I'm learning Raft from scratch with the Raft paper, and I can't understand the leader election process. I read in 5.4.1 that a leader needs to have in its log all the committed entries of the cluster:
Raft uses a simpler approach where it guarantees that all the committed entries from previous terms are present on each new leader from the moment of its election, without the need to transfer those entries to the leader.
Raft uses the voting process to prevent a candidate from winning an election unless its log contains all committed entries.
But later on, it is said that a candidate holds all the committed entries if it is at least as up-to-date as any other log in the majority. And the mechanism to determine this up-to-date is comparing the index and term of the last entries. The log with the higher term on the last entry will be more up-to-date.
Couldn't that lead to a situation in which a leader was elected without all previous committed entries? For instance:
In this case, if server 4 failed, server 2 could become leader, since it has an entry with a bigger term than the majority. But it wouldn't have in its log the two committed entries from term 2. Is that right? I am misunderstanding something but I can get what it is...

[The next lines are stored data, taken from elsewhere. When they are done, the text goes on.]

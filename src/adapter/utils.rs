//! 数据库适配器通用工具模块
//!
//! 行物化、列类型归类、方言转义与字符集名称校验

use crate::types::{QueryFlags, QueryResult, Row, Value};
use once_cell::sync::Lazy;
use regex::Regex;

/// 字符集名称只允许字母、数字和下划线，`SET NAMES` 无法参数化
static CHARSET_NAME: Lazy<Regex> = Lazy::new(|| {
    Regex::new(r"^[A-Za-z0-9_]+$").expect("字符集名称正则无效")
});

/// 校验字符集名称
pub fn is_valid_charset(name: &str) -> bool {
    CHARSET_NAME.is_match(name)
}

/// MySQL 字符串转义
///
/// 与 `mysql_real_escape_string` 对 ASCII 兼容字符集的行为一致
pub fn escape_mysql(text: &str) -> String {
    let mut escaped = String::with_capacity(text.len() + text.len() / 8);
    for ch in text.chars() {
        match ch {
            '\0' => escaped.push_str("\\0"),
            '\n' => escaped.push_str("\\n"),
            '\r' => escaped.push_str("\\r"),
            '\\' => escaped.push_str("\\\\"),
            '\'' => escaped.push_str("\\'"),
            '"' => escaped.push_str("\\\""),
            '\x1a' => escaped.push_str("\\Z"),
            _ => escaped.push(ch),
        }
    }
    escaped
}

/// SQLite 字符串转义（单引号加倍）
pub fn escape_sqlite(text: &str) -> String {
    text.replace('\'', "''")
}

/// MySQL 列类型是否按数值处理
///
/// BIGINT 与 YEAR 保持文本，避免 64 位整数在浮点数中丢失精度
pub fn is_mysql_numeric(type_name: &str) -> bool {
    let base = type_name.strip_suffix(" UNSIGNED").unwrap_or(type_name);
    matches!(
        base,
        "TINYINT"
            | "SMALLINT"
            | "MEDIUMINT"
            | "INT"
            | "BOOLEAN"
            | "BIT"
            | "DECIMAL"
            | "FLOAT"
            | "DOUBLE"
    )
}

/// SQLite 值类型是否按数值处理
pub fn is_sqlite_numeric(type_name: &str) -> bool {
    matches!(type_name, "INTEGER" | "REAL" | "NUMERIC" | "BOOLEAN")
}

/// 把文本形式的数值解析为浮点数，无法解析时为 0
pub fn parse_number(bytes: &[u8]) -> f64 {
    std::str::from_utf8(bytes)
        .ok()
        .and_then(|s| s.trim().parse::<f64>().ok())
        .unwrap_or(0.0)
}

/// BIT 列按大端无符号整数解码
pub fn decode_bit(bytes: &[u8]) -> f64 {
    bytes
        .iter()
        .take(8)
        .fold(0u64, |acc, b| (acc << 8) | u64::from(*b)) as f64
}

/// 一次批次执行的结果收集器
///
/// 行在到达时立即物化，每个语句结束时封装为一个 [`QueryResult`]
#[derive(Debug)]
pub struct BatchCollector {
    flags: QueryFlags,
    rows: Vec<Row>,
    results: Vec<QueryResult>,
}

impl BatchCollector {
    pub fn new(flags: QueryFlags) -> Self {
        Self {
            flags,
            rows: Vec::new(),
            results: Vec::new(),
        }
    }

    /// 是否使用列名组织行
    pub fn assoc(&self) -> bool {
        self.flags.contains(QueryFlags::ASSOC)
    }

    /// 尚未产生任何输出
    pub fn is_pristine(&self) -> bool {
        self.results.is_empty() && self.rows.is_empty()
    }

    pub fn push_row(&mut self, row: Row) {
        self.rows.push(row);
    }

    /// 当前语句执行完毕
    pub fn finish_statement(&mut self, affected_rows: u64, last_insert_id: u64) {
        let last_insert_id = self
            .flags
            .contains(QueryFlags::LAST_ID)
            .then_some(last_insert_id);
        let rows = std::mem::take(&mut self.rows);
        self.results
            .push(QueryResult::success(affected_rows, last_insert_id, rows));
    }

    /// 结束收集
    ///
    /// 出错时，如果批次还没有任何输出，返回 `Err` 交给调用方做存活探测；
    /// 否则把错误作为一个失败结果追加到已完成的结果之后。
    pub fn finish(mut self, error: Option<String>) -> Result<Vec<QueryResult>, String> {
        match error {
            None => {
                // 最后一个语句的行没有收到结束标记时也要保留
                if !self.rows.is_empty() {
                    self.finish_statement(0, 0);
                }
                Ok(self.results)
            }
            Some(message) if self.is_pristine() => Err(message),
            Some(message) => {
                self.rows.clear();
                self.results.push(QueryResult::failure(message));
                Ok(self.results)
            }
        }
    }
}

/// 提取 sqlx 错误的文本，数据库错误只保留服务端原始消息
#[cfg(feature = "sqlx")]
pub fn error_text(err: &sqlx::Error) -> String {
    match err {
        sqlx::Error::Database(db) => db.message().to_string(),
        other => other.to_string(),
    }
}

/// 把 sqlx 行物化为引擎行
///
/// 所有列先以原始字节读取：文本协议下数值列本身就是十进制文本，
/// 由 `numeric` 根据列的运行时类型名决定是否转为数值。
#[cfg(feature = "sqlx")]
pub fn materialize_row<R>(
    row: &R,
    assoc: bool,
    numeric: fn(&str) -> bool,
) -> Result<Row, sqlx::Error>
where
    R: sqlx::Row,
    usize: sqlx::ColumnIndex<R>,
    for<'r> Vec<u8>: sqlx::Decode<'r, R::Database>,
{
    use sqlx::{Column, TypeInfo, ValueRef};

    let mut values = Vec::with_capacity(row.len());
    for index in 0..row.len() {
        let raw = row.try_get_raw(index)?;
        if raw.is_null() {
            values.push(Value::Null);
            continue;
        }
        let type_name = raw.type_info().name().to_string();

        let bytes: Vec<u8> = row.try_get_unchecked(index)?;
        let value = if type_name == "BIT" {
            Value::Number(decode_bit(&bytes))
        } else if numeric(&type_name) {
            Value::Number(parse_number(&bytes))
        } else {
            Value::Text(String::from_utf8_lossy(&bytes).into_owned())
        };
        values.push(value);
    }

    if assoc {
        let named = row
            .columns()
            .iter()
            .map(|c| c.name().to_string())
            .zip(values)
            .collect();
        Ok(Row::Named(named))
    } else {
        Ok(Row::Indexed(values))
    }
}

The question is, how did the logs get to that state in the first place? It's not possible.
So, it looks like:
* Server 2 is leader for term 1
* Server 1 is leader for term 2
* Server 2 (perhaps) is leader for term 3
* Server 4 is leader for term 4
But server 2 couldn't have been the leader for term 3 because it couldn't get votes based on the fact the last entry in its log would have been from term 1. If another server was leader for term 3, it must have written an entry for term 3 in its log if there's an entry from term 3 in server 2's log. But if there was another entry for term 3 in another server's log, a server with entries from term 2 could not have been elected since there would only be two of those. Even if server 3 had entries from term 2 in its log, it couldn't have been elected at that position because there would still be three other servers with entries from term 2 at higher indexes in the log.
So, I think you need to describe how the cluster got in a state in which server 2 could have won an election that would put an entry from term 3 in its log at index 4. It's important to note that the election protocol is not just about terms, it's also about indices. If two servers' last entries have the same term, the server with the greater last index is considered more up to date.